DataScience_Examples

All about DataSince, DataEngineering and ComputerScience

View the Project on GitHub datainsightat/DataScience_Examples

regex

regex101

Perl

Match Operator

The match operator ‘m’ matches everything between the delimiters. In this case ‘/’. However any other dilimiter symbol can be chosen.

my $line =~ m//

Modifiers

The modifiers ‘s,i,g, …’ refine the matching expression

my $line =~ m//sig
Modifier Description
i Case insensitive
m Mulitline. Specifies that if the string has newline or carriage return characters, the ^ and $ operators will now match against a newline boundary, instead of a string boundary.
o Evaluate expression only once
s Allows use of . to match a newline character
x Allows you to use white space in the expression for clarity.
g Globally finds all matches.
c Allows the search to continue even after a global match fails.

Multiple Matches

while($content =~ m|<h3 class="ticker-story-headline">.*?<a href=".*?">.*?\b(.*?)\s*<\/a>.*?<\/h3>|sig) { # 'sig' 's' dot matches newline, 'i' case insensitive, 'g' repeat
    my $title = $1; # Set variable title to first group

    chomp $title;

    print "Title: $title\n";
}

Groups

if($line =~ /(I..a.)(...)/) { # '.' matches any single character. Expressions enclosed by brackets group the match.
    print("first match: '$1', second match: '$2'\n"); # '$1' matches the first regex group, '$2' matches the second.
}

Quantifiers

while(my $line = <INPUT>) {
    #if ($line =~ /(s.*n)/) { # Greedy wildcard. It tries to match as many characters as possible.
    if ($line =~ /(s.*?n)/) { # Non-Greed wildcard.
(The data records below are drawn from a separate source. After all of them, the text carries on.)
/// Data layer: records, labels, loading, and row selection.
///
/// Architecture:
/// ```text
///  .csv / .json
///        │
///        ▼
///   ┌──────────┐
///   │  loader  │  parse file → Dataset | BatchResult
///   └──────────┘
///        │
///        ▼
///   ┌─────────────────────────────────┐
///   │ Dataset / ClassificationOutcome │  rows + labels
///   └─────────────────────────────────┘
///        │
///        ▼
///   ┌──────────┐
///   │  table   │  LabeledTable: numeric cells + label lookup per row
///   └──────────┘
///        │
///        ▼
///   ┌──────────┐
///   │  filter  │  label predicates → row indices
///   └──────────┘
/// ```

pub mod filter;
pub mod label;
pub mod loader;
pub mod model;
pub mod outcome;
pub mod table;
use serde::Serialize;

use super::numeric::NumericSample;

/// Count and mean of a sample.
///
/// An empty sample reports `mean == 0.0` rather than NaN so callers can
/// display it directly.
#[derive(Debug, Clone, Copy, Default, PartialEq, Serialize)]
pub struct Summary {
    pub count: usize,
    pub sum: f64,
    pub mean: f64,
}

impl Summary {
    /// # Examples
    ///
    /// ```
    /// # use exoscope::analytics::descriptive::Summary;
    /// let summary = Summary::new([1.0, 2.0, 6.0]);
    /// assert_eq!(summary.count, 3);
    /// assert_eq!(summary.mean, 3.0);
    /// assert_eq!(Summary::new([]).mean, 0.0);
    /// ```
    #[must_use]
    pub fn new<I>(values: I) -> Self
    where
        I: IntoIterator<Item = f64>,
    {
        let (count, sum) = values
            .into_iter()
            .fold((0usize, 0.0), |(n, s), v| (n + 1, s + v));
        let mean = if count == 0 { 0.0 } else { sum / count as f64 };
        Summary { count, sum, mean }
    }

    #[must_use]
    pub fn of(sample: &NumericSample) -> Self {
        Self::new(sample.values.iter().copied())
    }
}

/// Five-number summary plus mean and standard deviation, the inputs of a
/// box plot with a mean/sd marker.
#[derive(Debug, Clone, Copy, PartialEq, Serialize)]
pub struct BoxSummary {
    pub count: usize,
    pub min: f64,
    pub q1: f64,
    pub median: f64,
    pub q3: f64,
    pub max: f64,
    pub mean: f64,
    /// Population standard deviation.
    pub std_dev: f64,
}

impl BoxSummary {
    /// Returns `None` for an empty sample.
    #[must_use]
    pub fn new<I>(values: I) -> Option<Self>
    where
        I: IntoIterator<Item = f64>,
    {
        let mut sorted = values.into_iter().collect::<Vec<_>>();
        sorted.sort_by(f64::total_cmp);
        Self::from_sorted(&sorted)
    }

    /// Same as [`BoxSummary::new`] for values already in ascending order.
    ///
    /// # Panics
    ///
    /// Panics if `sorted_values` is not sorted in ascending order.
    #[must_use]
    pub fn from_sorted(sorted_values: &[f64]) -> Option<Self> {
        assert!(
            sorted_values.is_sorted_by(|a, b| a <= b),
            "values must be sorted in ascending order"
        );

        let min = *sorted_values.first()?;
        let max = *sorted_values.last()?;
        let Summary { count, mean, .. } = Summary::new(sorted_values.iter().copied());
        let variance = sorted_values
            .iter()
            .map(|v| (v - mean).powi(2))
            .sum::<f64>()
            / count as f64;

        Some(BoxSummary {
            count,
            min,
            q1: quantile(sorted_values, 0.25),
            median: quantile(sorted_values, 0.5),
            q3: quantile(sorted_values, 0.75),
            max,
            mean,
            std_dev: variance.sqrt(),
        })
    }

    #[must_use]
    pub fn of(sample: &NumericSample) -> Option<Self> {
        Self::new(sample.values.iter().copied())
    }
}

/// Quantile `q` (0.0–1.0) of sorted data, interpolating linearly between the
/// two closest ranks. Returns NaN for empty input.
#[must_use]
pub fn quantile(sorted_values: &[f64], q: f64) -> f64 {
    if sorted_values.is_empty() {
        return f64::NAN;
    }
    let pos = q.clamp(0.0, 1.0) * (sorted_values.len() - 1) as f64;
    let lo = pos.floor() as usize;
    let hi = pos.ceil() as usize;
    let frac = pos - lo as f64;
    sorted_values[lo] + (sorted_values[hi] - sorted_values[lo]) * frac
}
It tries to match as little characters as possible.
        print("$1\n");
    }
}

Escape Character

Use ‘\’ to escape special characters

# \d digit
# \s space
# \S non-space
# \w alphanumeric
    
if ($text1 =~ /(\d+)/) {
    print("Matched 1: '$1'\n");
}

Numeric

# * zero or more of the preceeding character, as many as possible (greedy)
# + one or more of the preceeding character
# *? zero or more of the preceeding character, as few as possible (non-greedy)
# +? one or more of the preceeding character, as few as possible (non-greedy)
# {5} five of the preceeding
# {3,6} at least 3, at most 6
# {3,} at least 3
    
my $text = 'DE45876:3245345';

if ($text =~ /(DE\d{2,8})/) {
    print("Matched: '$1'");
}

Character Classes

my $content = "The 39 Steps - a GREAT book - Colours_15 ==%== AACCBBBCCAABBCBCABBB";

# [0-9] any number
# [A-Z] any uppercase letter
# [A-Za-z_0-9] alternatives
# [\=\%] Backslash special characters
# [^0-9T\s] Match anything except '^' these characters

#if($content =~ /([A-Z]{2,})/) { # GREAT
#if($content =~ /(C[A-Za-z_0-9]{2,})/) { # Colours_15
#if($content =~ /([\=\%]{2,})/) { # ==%==
#if($content =~ /([ABC]{3,})/) { # AACCBBBCCAABBCBCABBB
if($content =~ /([^0-9T\s]{5,})/) { # Steps
    print "Matched '$1'\n";
} else {
    print "No match\n";
}